>Greetings from Cameroon (Part 6)

>Hello again from Kumba, Cameroon!

We had a kink in our plans this past week, as Wyatt, my work partner, became sick with malaria. He had been battling a cough for 2 weeks before checking in to the local clinic over a week ago on Saturday. He is fine, he has been using his medicines this week, and is now nearly fully recovered.

This sickness limited what we did this past week, unfortunately. With our other partner, Mark, visiting other ETHOS students placed in Togo, it was just myself who was able to travel. We will have to reschedule our second visit to Ediki Mekoli Mbonge, as we cancelled that trip. But I was able to make a trip to the village of Big Ngbandi this Thursday through Saturday. Settled on the top of the Cameroon Range, you can see for miles from the top of the village. If the term “village” is appropriate, as it is a population of somewhere around 15,000 inhabitants.

The trip brought home to me the importance of farming and the transportation of goods for Cameroonians.

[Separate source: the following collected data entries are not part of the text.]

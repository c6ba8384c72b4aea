//! Dominant spacing values from a spacing histogram.
//!
//! Peaks are local maxima of the count sequence taken in ascending value
//! order. Values absent from the histogram count as zero, so the smallest or
//! largest value can be a peak. A flat run of equal counts over consecutive
//! values flanked by lower counts yields a single peak at its middle sample. Peaks closer than
//! `min_separation` (in spacing units) to a stronger peak are suppressed.
use super::histogram::{Bin, SpacingHistogram};
use serde::{Deserialize, Serialize};

#[derive(Clone, Copy, Debug, PartialEq, Serialize, Deserialize)]
#[serde(default)]
pub struct PeakParams {
    /// Minimum distance between two reported peaks, in spacing units.
    pub min_separation: u32,
    /// Number of strongest peaks reported as dominant spacings.
    pub top_n: usize,
}

impl Default for PeakParams {
    fn default() -> Self {
        Self {
            min_separation: 25,
            top_n: 2,
        }
    }
}

#[derive(Clone, Copy, Debug, PartialEq, Eq, Serialize)]
pub struct Peak {
    pub value: u32,
    pub count: usize,
}

/// Histogram and peak detection outcome for one spacing list.
#[derive(Clone, Debug, Default, Serialize)]
#[serde(rename_all = "camelCase")]
pub struct PeakAnalysis {
    pub histogram_by_count: Vec<Bin>,
    /// Surviving peaks, strongest first.
    pub peaks: Vec<Peak>,
    /// Values of the `top_n` strongest peaks.
    pub dominant: Vec<u32>,
}

/// Top-2 dominant spacing values with the default separation.
pub fn extract_dominant_peaks(spacings: &[f32]) -> Vec<u32> {
    extract_peaks(spacings, &PeakParams::default()).dominant
}

pub fn extract_peaks(spacings: &[f32], params: &PeakParams) -> PeakAnalysis {
    let hist = SpacingHistogram::from_values(spacings);
    if hist.is_empty() {
        return PeakAnalysis::default();
    }
    let bins = hist.by_value();
    let mut candidates: Vec<Peak> = local_maxima(&bins)
        .into_iter()
        .map(|idx| Peak {
            value: bins[idx].value,
            count: bins[idx].count,
        })
        .collect();
    candidates.sort_by(|a, b| b.count.cmp(&a.count).then(a.value.cmp(&b.value)));

    let mut peaks: Vec<Peak> = Vec::with_capacity(candidates.len());
    for cand in candidates {
        let isolated = peaks
            .iter()
            .all(|kept| kept.value.abs_diff(cand.value) >= params.min_separation);
        if isolated {
            peaks.push(cand);
        }
    }

    let dominant = peaks.iter().take(params.top_n).map(|p| p.value).collect();
    PeakAnalysis {
        histogram_by_count: hist.by_count(),
        peaks,
        dominant,
    }
}

/// Indices of local maxima in `bins` (ascending by value).
///
/// Counts are read on the dense value axis: a value missing from the
/// histogram counts as zero, so equal counts only form a plateau when their
/// values are consecutive.
pub(crate) fn local_maxima(bins: &[Bin]) -> Vec<usize> {
    let n = bins.len();
    let mut maxima = Vec::new();
    let mut start = 0;
    while start < n {
        let count = bins[start].count;
        let mut end = start;
        while end + 1 < n && bins[end + 1].count == count && adjacent(&bins[end], &bins[end + 1])
        {
            end += 1;
        }
        let left = match start.checked_sub(1).map(|i| &bins[i]) {
            Some(prev) if adjacent(prev, &bins[start]) => prev.count,
            _ => 0,
        };
        let right = match bins.get(end + 1) {
            Some(next) if adjacent(&bins[end], next) => next.count,
            _ => 0,
        };
        if count > left && count > right {
            maxima.push((start + end) / 2);
        }
        start = end + 1;
    }
    maxima
}

fn adjacent(a: &Bin, b: &Bin) -> bool {
    a.value.checked_add(1) == Some(b.value)
}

Nearly every family farms in this region, and the main cash crop is cocoa. Selling at 1,500 franks per kilogram (roughly $3 per kilo), this product drives the economy from what I can tell. There is much work that can be done on a cocoa farm, from spraying the farm with pesticides, harvesting, and the constant process of drying the cocoa before selling.

However, it is nearly impossible for farmers to sell directly to producers, as the cocoa is passed through several hands. The cocoa is passed from the farmer to the helix truck driver, to Kumba, to the port city of Douala, and then to producers in Europe and/or the United States. With so many hands buying and selling the cocoa, the farmers see very little of the cocoa profits, and the price for cocoa is marked up repeatedly.

The transportation of goods is incredibly difficult in some regions. The road to Big Ngbandi is a dirt road, and it is incredibly rough. The trip is estimated to be about 50 kilometers (about 30 miles), but the trip takes a long time in the rainy season. It took us about eight to nine hours for our trip. You wouldn’t have been able to tell that work had been done on the road just three years ago. Hills are hard to climb without men pushing the vehicle, and the drainage of the roads is nonexistent in many areas, with the trucks diving deep into mud puddles. There are many areas where there trucks will get stuck in ruts deep enough to pin the entire side of the truck in, perhaps 4 feet deep or so.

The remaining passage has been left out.